Question

3. Fluorine reacts with vanadium to produce vanadium(V) fluoride according to the following equation: 5 F2 (g) + 2 V (s) → 2 VF5 (l) (a) How many moles of vanadium are needed to react completely with 0.1917 g of fluorine? (b) What is the maximum theoretical mass of vanadium(V) fluoride that can be produced? (c) If 0.225 g of vanadium(V) fluoride is obtained, what is the percent yield of VF5 (l)? Molar masses (g/mol): F2 38.00 VF5 145.93

Answer 1

5 F₂ (g) + 2 V (s) → 2 VF₅ (l)

Here

2 moles of vanadium(V) reacts with 5 moles of fluorine (F₂)

(2/5) moles of vanadium(V) reacts with 1 moles of fluorine (F₂)

Molar mass of fluorine (F₂) = 38 g/mole

So, 0.1917 g of fluorine = (0.1917 g) / (38 g/mole) = 5.04 x 10^-3 mole

1 moles of fluorine (F₂) reacts with (2/5) moles of vanadium(V).

5.04 x 10^-3 moles of fluorine (F₂) reacts with [(2/5) x 5.04 x 10^-3] moles of vanadium(V).
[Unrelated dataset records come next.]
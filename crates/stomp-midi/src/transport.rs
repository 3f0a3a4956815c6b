//! MIDI transport
//!
//! The session talks to the device through the [`Transport`] trait so the
//! dispatcher and receiver can be driven by a scripted transport in tests.
//! [`MidirTransport`] is the real implementation on top of midir.

use std::sync::Mutex;
use std::time::Duration;

use flume::{Receiver, Sender, TrySendError};
use midir::{Ignore, MidiInput, MidiInputConnection, MidiOutput, MidiOutputConnection};
use stomp_core::{format_hex, SYSEX_START};

use crate::connection::{normalize_port_name, select_port};

/// Capacity of the input callback → session channel
const INCOMING_CAPACITY: usize = 64;

/// Error type for transport operations
#[derive(Debug, thiserror::Error)]
pub enum TransportError {
    #[error("Failed to initialize MIDI: {0}")]
    Init(String),

    #[error("No MIDI output ports available")]
    NoPorts,

    #[error("No MIDI port found matching pattern: {0}")]
    PortNotFound(String),

    #[error("Failed to connect to MIDI port: {0}")]
    Connection(String),

    #[error("Failed to send MIDI message: {0}")]
    Send(String),

    #[error("MIDI transport is closed")]
    Closed,
}

/// Byte-level link to the device
///
/// Implementations must tolerate concurrent callers: the dispatcher thread
/// and immediate writes may send at the same time.
pub trait Transport: Send + Sync {
    /// Send one complete SysEx message (F0 ... F7)
    fn send(&self, frame: &[u8]) -> Result<(), TransportError>;

    /// Wait up to `timeout` for the next incoming SysEx message
    fn poll_incoming(&self, timeout: Duration) -> Option<Vec<u8>>;

    /// Release the underlying ports; later sends fail with [`TransportError::Closed`]
    fn close(&self);
}

/// Transport over a midir output/input port pair
pub struct MidirTransport {
    output: Mutex<Option<MidiOutputConnection>>,
    input: Mutex<Option<MidiInputConnection<Sender<Vec<u8>>>>>,
    incoming_rx: Receiver<Vec<u8>>,
    port_name: String,
}

impl MidirTransport {
    /// Connect to the device
    ///
    /// `port_match` is matched case-insensitively against port names; when
    /// `None` the device is auto-detected. The input port is optional: without
    /// it writes still work but patch dumps time out.
    pub fn connect(port_match: Option<&str>) -> Result<Self, TransportError> {
        let midi_out =
            MidiOutput::new("stomp-midi-out").map_err(|e| TransportError::Init(e.to_string()))?;

        let out_ports = midi_out.ports();
        if out_ports.is_empty() {
            return Err(TransportError::NoPorts);
        }
        let out_names: Vec<String> = out_ports
            .iter()
            .map(|port| midi_out.port_name(port).unwrap_or_default())
            .collect();

        let index = select_port(&out_names, port_match).ok_or_else(|| {
            TransportError::PortNotFound(port_match.unwrap_or_default().to_string())
        })?;
        let port_name = out_names[index].clone();
        log::info!("MIDI: Found output port: {}", port_name);

        let output = midi_out
            .connect(&out_ports[index], "stomp-midi-output")
            .map_err(|e| TransportError::Connection(e.to_string()))?;

        let (incoming_tx, incoming_rx) = flume::bounded(INCOMING_CAPACITY);
        let input = Self::connect_input(&normalize_port_name(&port_name), incoming_tx);

        log::info!(
            "MIDI: Connected to {} (input: {})",
            port_name,
            if input.is_some() { "yes" } else { "no" }
        );

        Ok(Self {
            output: Mutex::new(Some(output)),
            input: Mutex::new(input),
            incoming_rx,
            port_name,
        })
    }

    /// Open the input port whose name matches the output port
    fn connect_input(
        pattern: &str,
        incoming_tx: Sender<Vec<u8>>,
    ) -> Option<MidiInputConnection<Sender<Vec<u8>>>> {
        let mut midi_in = match MidiInput::new("stomp-midi-in") {
            Ok(input) => input,
            Err(e) => {
                log::warn!("MIDI: Failed to initialize input: {}", e);
                return None;
            }
        };
        // SysEx is filtered by default
        midi_in.ignore(Ignore::None);

        let in_ports = midi_in.ports();
        let in_names: Vec<String> = in_ports
            .iter()
            .map(|port| midi_in.port_name(port).unwrap_or_default())
            .collect();
        let Some(index) = select_port(&in_names, Some(pattern)) else {
            log::warn!("MIDI: No input port matching '{}', patch dumps unavailable", pattern);
            return None;
        };
        log::info!("MIDI: Found input port: {}", in_names[index]);

        match midi_in.connect(
            &in_ports[index],
            "stomp-midi-input",
            Self::midi_callback,
            incoming_tx,
        ) {
            Ok(conn) => Some(conn),
            Err(e) => {
                log::warn!("MIDI: Failed to connect to input: {}", e);
                None
            }
        }
    }

    /// The midir callback function
    ///
    /// Called from the MIDI driver thread. Forwards SysEx only and never blocks.
    fn midi_callback(_timestamp: u64, data: &[u8], incoming_tx: &mut Sender<Vec<u8>>) {
        if data.first() != Some(&SYSEX_START) {
            return;
        }
        log::trace!("[STOMP IN] {}", format_hex(data));
        match incoming_tx.try_send(data.to_vec()) {
            Ok(()) => {}
            Err(TrySendError::Full(_)) => {
                log::warn!("[STOMP IN] Incoming channel full, dropping {} byte message", data.len());
            }
            Err(TrySendError::Disconnected(_)) => {}
        }
    }

    pub fn port_name(&self) -> &str {
        &self.port_name
    }
}

impl Transport for MidirTransport {
    fn send(&self, frame: &[u8]) -> Result<(), TransportError> {
        let mut output = self.output.lock().map_err(|_| TransportError::Closed)?;
        let conn = output.as_mut().ok_or(TransportError::Closed)?;
        conn.send(frame)
            .map_err(|e| TransportError::Send(e.to_string()))
    }

    fn poll_incoming(&self, timeout: Duration) -> Option<Vec<u8>> {
        if timeout.is_zero() {
            return self.incoming_rx.try_recv().ok();
        }
        self.incoming_rx.recv_timeout(timeout).ok()
    }

    fn close(&self) {
        if let Ok(mut input) = self.input.lock() {
            if let Some(conn) = input.take() {
                conn.close();
            }
        }
        if let Ok(mut output) = self.output.lock() {
            if let Some(conn) = output.take() {
                conn.close();
                log::info!("MIDI: Closed {}", self.port_name);
            }
        }
    }
}

/// Scripted transport for tests
#[cfg(test)]
pub(crate) mod mock {
    use super::*;
    use std::collections::VecDeque;
    use std::sync::atomic::{AtomicBool, AtomicUsize, Ordering};
    use std::time::Instant;

    /// Records every sent frame with its send time and replays queued incoming frames
    #[derive(Default)]
    pub struct MockTransport {
        sent: Mutex<Vec<(Instant, Vec<u8>)>>,
        incoming: Mutex<VecDeque<Vec<u8>>>,
        /// Incoming frames released only after the next send (device replies)
        replies: Mutex<VecDeque<Vec<u8>>>,
        /// Sends with these 1-based indices fail
        fail_sends: Mutex<Vec<usize>>,
        send_count: AtomicUsize,
        closed: AtomicBool,
    }

    impl MockTransport {
        pub fn new() -> Self {
            Self::default()
        }

        /// Queue a frame that is already waiting before any request
        pub fn push_incoming(&self, frame: Vec<u8>) {
            self.incoming.lock().unwrap().push_back(frame);
        }

        /// Queue a frame that becomes readable once something has been sent
        pub fn push_reply(&self, frame: Vec<u8>) {
            self.replies.lock().unwrap().push_back(frame);
        }

        /// Make the n-th send (1-based) fail
        pub fn fail_send(&self, n: usize) {
            self.fail_sends.lock().unwrap().push(n);
        }

        pub fn sent(&self) -> Vec<(Instant, Vec<u8>)> {
            self.sent.lock().unwrap().clone()
        }

        pub fn sent_frames(&self) -> Vec<Vec<u8>> {
            self.sent().into_iter().map(|(_, frame)| frame).collect()
        }

        pub fn is_closed(&self) -> bool {
            self.closed.load(Ordering::SeqCst)
        }
    }

    impl Transport for MockTransport {
        fn send(&self, frame: &[u8]) -> Result<(), TransportError> {
            if self.is_closed() {
                return Err(TransportError::Closed);
            }
            let n = self.send_count.fetch_add(1, Ordering::SeqCst) + 1;
            if self.fail_sends.lock().unwrap().contains(&n) {
                return Err(TransportError::Send(format!("scripted failure #{}", n)));
            }
            self.sent.lock().unwrap().push((Instant::now(), frame.to_vec()));

            let mut replies = self.replies.lock().unwrap();
            self.incoming.lock().unwrap().extend(replies.drain(..));
            Ok(())
        }

        fn poll_incoming(&self, timeout: Duration) -> Option<Vec<u8>> {
            let frame = self.incoming.lock().unwrap().pop_front();
            if frame.is_none() && !timeout.is_zero() {
                std::thread::sleep(timeout.min(Duration::from_millis(1)));
            }
            frame
        }

        fn close(&self) {
            self.closed.store(true, Ordering::SeqCst);
        }
    }
}
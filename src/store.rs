use std::collections::HashMap;
use std::fs;
use std::path::{Path, PathBuf};

use anyhow::{Context, Result};
use serde::{Deserialize, Serialize};

use crate::session::Theme;

const STATE_FILE: &str = "state.json";

/// Client-side state that survives restarts: the theme and one session cookie per server.
#[derive(Clone, Debug, Default, PartialEq, Eq, Serialize, Deserialize)]
pub struct ClientState {
    pub version: u32,

    #[serde(default)]
    pub theme: Theme,

    /// Keyed by server address. The value is a `name=value` cookie pair as the server set it.
    #[serde(default)]
    pub session_cookies: HashMap<String, String>,
}

impl ClientState {
    fn fresh() -> Self {
        Self {
            version: 1,
            ..Self::default()
        }
    }
}

#[derive(Clone, Debug)]
pub struct LocalStore {
    root: PathBuf,
}

impl LocalStore {
    /// Opens (creating if needed) the state directory.
    pub fn open(root: &Path) -> Result<Self> {
        fs::create_dir_all(root)
            .with_context(|| format!("create state dir {}", root.display()))?;
        Ok(Self {
            root: root.to_path_buf(),
        })
    }

    pub fn read_state(&self) -> Result<ClientState> {
        let path = self.root.join(STATE_FILE);
        if !path.exists() {
            return Ok(ClientState::fresh());
        }
        let bytes = fs::read(&path).context("read state.json")?;
        let st: ClientState = serde_json::from_slice(&bytes).context("parse state.json")?;
        if st.version != 1 {
            anyhow::bail!("unsupported client state version {}", st.version);
        }
        Ok(st)
    }

    pub fn write_state(&self, st: &ClientState) -> Result<()> {
        let bytes = serde_json::to_vec_pretty(st).context("serialize state")?;
        write_atomic(&self.root.join(STATE_FILE), &bytes).context("write state.json")?;
        Ok(())
    }

    /// Current state for a read-modify-write. An unreadable file is replaced rather than
    /// blocking the write.
    fn state_for_update(&self) -> ClientState {
        match self.read_state() {
            Ok(st) => st,
            Err(err) => {
                tracing::warn!("discarding unreadable client state: {:#}", err);
                ClientState::fresh()
            }
        }
    }

    pub fn set_theme(&self, theme: Theme) -> Result<()> {
        let mut st = self.state_for_update();
        st.theme = theme;
        self.write_state(&st)
    }

    pub fn session_cookie(&self, server: &str) -> Result<Option<String>> {
        let st = self.read_state()?;
        Ok(st.session_cookies.get(server).cloned())
    }

    pub fn set_session_cookie(&self, server: &str, cookie: &str) -> Result<()> {
        let mut st = self.state_for_update();
        st.session_cookies
            .insert(server.to_string(), cookie.to_string());
        self.write_state(&st)
    }

    pub fn clear_session_cookie(&self, server: &str) -> Result<()> {
        let mut st = self.state_for_update();
        if st.session_cookies.remove(server).is_none() {
            return Ok(());
        }
        self.write_state(&st)
    }
}

fn write_atomic(path: &Path, bytes: &[u8]) -> Result<()> {
    if let Some(parent) = path.parent() {
        fs::create_dir_all(parent).context("create parent directories")?;
    }
    let tmp = path.with_extension(format!("tmp.{}", std::process::id()));
    fs::write(&tmp, bytes).with_context(|| format!("write temp file {}", tmp.display()))?;
    fs::rename(&tmp, path)
        .with_context(|| format!("rename {} -> {}", tmp.display(), path.display()))?;
    Ok(())
}

#[cfg(test)]
#[path = "tests/store_tests.rs"]
mod tests;
//! In-process list authority for the integration tests: the HTTP auth and list routes plus
//! the websocket channel, all on one ephemeral port.

#![allow(dead_code)]

use std::net::SocketAddr;
use std::path::Path;
use std::sync::atomic::{AtomicU64, Ordering};
use std::sync::{Arc, Mutex};
use std::time::Duration;

use anyhow::{Context, Result};
use axum::extract::State;
use axum::extract::ws::{Message, WebSocket, WebSocketUpgrade};
use axum::http::{HeaderMap, StatusCode, header};
use axum::response::{IntoResponse, Response};
use axum::routing::{get, post};
use axum::{Json, Router};
use futures::{SinkExt, StreamExt};
use serde_json::{Value, json};
use tokio::sync::broadcast;
use tokio::task::JoinHandle;

use shoplist::config::ClientConfig;
use shoplist::engine::{Engine, LoadState};
use shoplist::session::AuthState;

pub const EMAIL: &str = "ada@example.test";
pub const PASSWORD: &str = "secret";
pub const TAKEN_EMAIL: &str = "taken@example.test";
const SESSION_COOKIE: &str = "sid=abc";

pub const WAIT: Duration = Duration::from_secs(5);

#[derive(Clone)]
struct Authority {
    items: Arc<Mutex<Vec<Value>>>,
    next_id: Arc<AtomicU64>,
    events: broadcast::Sender<String>,
}

pub struct AuthorityGuard {
    pub addr: SocketAddr,
    items: Arc<Mutex<Vec<Value>>>,
    task: JoinHandle<()>,
}

impl AuthorityGuard {
    /// Host and port, without a scheme.
    pub fn server_addr(&self) -> String {
        self.addr.to_string()
    }

    pub fn items(&self) -> Vec<Value> {
        self.items.lock().map(|i| i.clone()).unwrap_or_default()
    }

    pub fn client_config(&self, state_dir: &Path) -> ClientConfig {
        let mut cfg = ClientConfig::new(self.server_addr(), state_dir.to_path_buf());
        cfg.insecure = true;
        cfg
    }
}

impl Drop for AuthorityGuard {
    fn drop(&mut self) {
        self.task.abort();
    }
}

pub async fn spawn_authority(seed: Vec<Value>) -> Result<AuthorityGuard> {
    let (events, _) = broadcast::channel(64);
    let state = Authority {
        items: Arc::new(Mutex::new(seed)),
        next_id: Arc::new(AtomicU64::new(1)),
        events,
    };
    let items = state.items.clone();

    let app = Router::new()
        .route("/v1/auth", post(login))
        .route("/v1/auth/create", post(create_account))
        .route("/v1/auth/logoff", post(logoff))
        .route("/v1/items/list", get(list_items))
        .route("/ws", get(channel))
        .with_state(state);

    let listener = tokio::net::TcpListener::bind("127.0.0.1:0")
        .await
        .context("bind authority")?;
    let addr = listener.local_addr().context("authority addr")?;
    let task = tokio::spawn(async move {
        let _ = axum::serve(listener, app).await;
    });

    Ok(AuthorityGuard { addr, items, task })
}

pub fn seed_item(id: &str, name: &str) -> Value {
    json!({
        "_id": id,
        "name": name,
        "description": format!("{} description", name),
        "count": 1,
        "color": "#3498db",
        "isDeleted": false,
    })
}

/// Logs in with the known-good password and waits for the first list.
pub async fn logged_in(authority: &AuthorityGuard, state_dir: &Path) -> Result<Engine> {
    let mut engine = Engine::new(authority.client_config(state_dir))?;
    engine
        .login(EMAIL, PASSWORD)
        .await
        .map_err(|err| anyhow::anyhow!(err.user_message("login failed")))?;
    let ready = engine
        .pump_until(WAIT, |e| {
            e.load_state() == LoadState::Loaded && e.auth_state() == AuthState::Authorized
        })
        .await;
    anyhow::ensure!(ready, "list did not load (last error {:?})", engine.last_error());
    Ok(engine)
}

fn has_session(headers: &HeaderMap) -> bool {
    headers
        .get_all(header::COOKIE)
        .iter()
        .filter_map(|v| v.to_str().ok())
        .any(|v| v.split(';').any(|c| c.trim() == SESSION_COOKIE))
}

async fn login(Json(body): Json<Value>) -> Response {
    if body["password"] == PASSWORD {
        (
            [(header::SET_COOKIE, format!("{}; Path=/", SESSION_COOKIE))],
            Json(json!({ "message": "ok" })),
        )
            .into_response()
    } else {
        (
            StatusCode::UNAUTHORIZED,
            Json(json!({ "error": ["Invalid credentials"] })),
        )
            .into_response()
    }
}

async fn create_account(Json(body): Json<Value>) -> Response {
    if body["email"] == TAKEN_EMAIL {
        return (
            StatusCode::CONFLICT,
            Json(json!({ "message": "Email already registered" })),
        )
            .into_response();
    }
    Json(json!({ "message": "Account created successfuly" })).into_response()
}

/// Answers without expiring the cookie, so the client has to drop it on its own.
async fn logoff() -> Response {
    StatusCode::OK.into_response()
}

async fn list_items(State(state): State<Authority>, headers: HeaderMap) -> Response {
    if !has_session(&headers) {
        return (
            StatusCode::UNAUTHORIZED,
            Json(json!({ "error": ["Unauthorized"] })),
        )
            .into_response();
    }
    let items = state.items.lock().map(|i| i.clone()).unwrap_or_default();
    Json(Value::Array(items)).into_response()
}

async fn channel(
    ws: WebSocketUpgrade,
    State(state): State<Authority>,
    headers: HeaderMap,
) -> Response {
    let authed = has_session(&headers);
    ws.on_upgrade(move |socket| serve_channel(socket, state, authed))
}

fn frame(event: &str, data: Value) -> String {
    json!({ "event": event, "data": data }).to_string()
}

async fn serve_channel(socket: WebSocket, state: Authority, authed: bool) {
    let (mut tx, mut rx) = socket.split();
    if !authed {
        let _ = tx
            .send(Message::Text(frame("error", json!({ "error": ["Unauthorized"] }))))
            .await;
        let _ = tx.send(Message::Close(None)).await;
        return;
    }

    let mut events = state.events.subscribe();
    if tx
        .send(Message::Text(frame("authorized", Value::Null)))
        .await
        .is_err()
    {
        return;
    }

    loop {
        tokio::select! {
            out = events.recv() => {
                let Ok(text) = out else { return };
                if tx.send(Message::Text(text)).await.is_err() {
                    return;
                }
            }
            inbound = rx.next() => {
                match inbound {
                    Some(Ok(Message::Text(text))) => handle_frame(&state, &text),
                    Some(Ok(_)) => {}
                    Some(Err(_)) | None => return,
                }
            }
        }
    }
}

fn handle_frame(state: &Authority, text: &str) {
    let Ok(msg) = serde_json::from_str::<Value>(text) else {
        return;
    };
    let data = msg["data"].clone();
    let Ok(mut items) = state.items.lock() else {
        return;
    };
    let out = match msg["event"].as_str() {
        Some("item-add") => {
            let mut created = data;
            let n = state.next_id.fetch_add(1, Ordering::SeqCst);
            created["_id"] = json!(format!("srv-{}", n));
            created["isDeleted"] = json!(false);
            items.push(created.clone());
            frame("new-item", created)
        }
        Some("item-update") => {
            let Some(slot) = items.iter_mut().find(|i| i["_id"] == data["_id"]) else {
                return;
            };
            *slot = data.clone();
            frame("update-item", data)
        }
        Some("item-del") => {
            items.retain(|i| i["_id"] != data["_id"]);
            frame("remove-item", json!({ "_id": data["_id"] }))
        }
        _ => return,
    };
    let _ = state.events.send(out);
}
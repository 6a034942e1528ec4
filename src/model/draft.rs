use std::path::Path;

use anyhow::{Context, Result};
use base64::Engine as _;
use serde::{Deserialize, Serialize};

use super::item::Item;

/// A partial item as the client submits it: no identifier, the authority assigns one.
#[derive(Clone, Debug, Default, PartialEq, Eq, Serialize, Deserialize)]
#[serde(rename_all = "camelCase")]
pub struct ItemDraft {
    pub name: String,
    pub description: String,
    pub count: u32,

    /// Filled in by the dispatcher when empty.
    #[serde(default, skip_serializing_if = "String::is_empty")]
    pub color: String,

    #[serde(default, skip_serializing_if = "Option::is_none")]
    pub image: Option<String>,
}

#[derive(Debug, Clone, PartialEq, Eq, thiserror::Error)]
pub enum DraftError {
    #[error("Enter Item Name!")]
    MissingName,
    #[error("Enter Item Description!")]
    MissingDescription,
    #[error("Enter Valid Quantity!")]
    InvalidCount,
}

impl ItemDraft {
    pub fn new(name: impl Into<String>, description: impl Into<String>, count: u32) -> Self {
        Self {
            name: name.into(),
            description: description.into(),
            count,
            ..Self::default()
        }
    }

    /// Checks fields in form order and reports the first problem.
    pub fn validate(&self) -> Result<(), DraftError> {
        if self.name.is_empty() {
            return Err(DraftError::MissingName);
        }
        if self.description.is_empty() {
            return Err(DraftError::MissingDescription);
        }
        if self.count == 0 {
            return Err(DraftError::InvalidCount);
        }
        Ok(())
    }

    /// Copies the editable fields onto an existing item. Identity, color and tombstone
    /// fields are left alone.
    pub fn apply_to(&self, item: &mut Item) {
        item.name = self.name.clone();
        item.description = self.description.clone();
        item.count = self.count;
        if self.image.is_some() {
            item.image = self.image.clone();
        }
    }

    /// Attaches an image file as a base64 `data:` URL.
    pub fn with_image_file(mut self, path: &Path) -> Result<Self> {
        let bytes = std::fs::read(path).with_context(|| format!("read {}", path.display()))?;
        let encoded = base64::engine::general_purpose::STANDARD.encode(bytes);
        self.image = Some(format!("data:{};base64,{}", image_mime(path), encoded));
        Ok(self)
    }
}

impl From<&Item> for ItemDraft {
    fn from(item: &Item) -> Self {
        Self {
            name: item.name.clone(),
            description: item.description.clone(),
            count: item.count,
            color: item.color.clone(),
            image: item.image.clone(),
        }
    }
}

fn image_mime(path: &Path) -> &'static str {
    let ext = path
        .extension()
        .and_then(|e| e.to_str())
        .map(|e| e.to_ascii_lowercase());
    match ext.as_deref() {
        Some("png") => "image/png",
        Some("jpg") | Some("jpeg") => "image/jpeg",
        Some("gif") => "image/gif",
        Some("webp") => "image/webp",
        Some("svg") => "image/svg+xml",
        _ => "application/octet-stream",
    }
}

#[cfg(test)]
#[path = "../tests/model/draft_tests.rs"]
mod tests;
5.04 x 10^-3 moles of fluorine (F₂) reacts with 2.02 x 10^-3 moles of vanadium(V).

(b)

2 moles of vanadium(V) produces 2 moles of vanadium(V) fluoride (VF₅)

So, 2.02 x 10^-3 moles of vanadium(V) will produces 2.02 x 10^-3 moles of vanadium(V) fluoride (VF₅)

Molar mass of VF₅ = 145.93 g/mole

So, 2.02 x 10^-3 moles of vanadium(V) will produces 0.3 gm of vanadium(V) fluoride (VF₅).

(c)

Compound obtained =0.225 g

Theoretical yield = 0.3

So, % yield = (Compound obtained/ Theoritical yield) x 100

                   = (0.225/0.3) x 100 = 75 %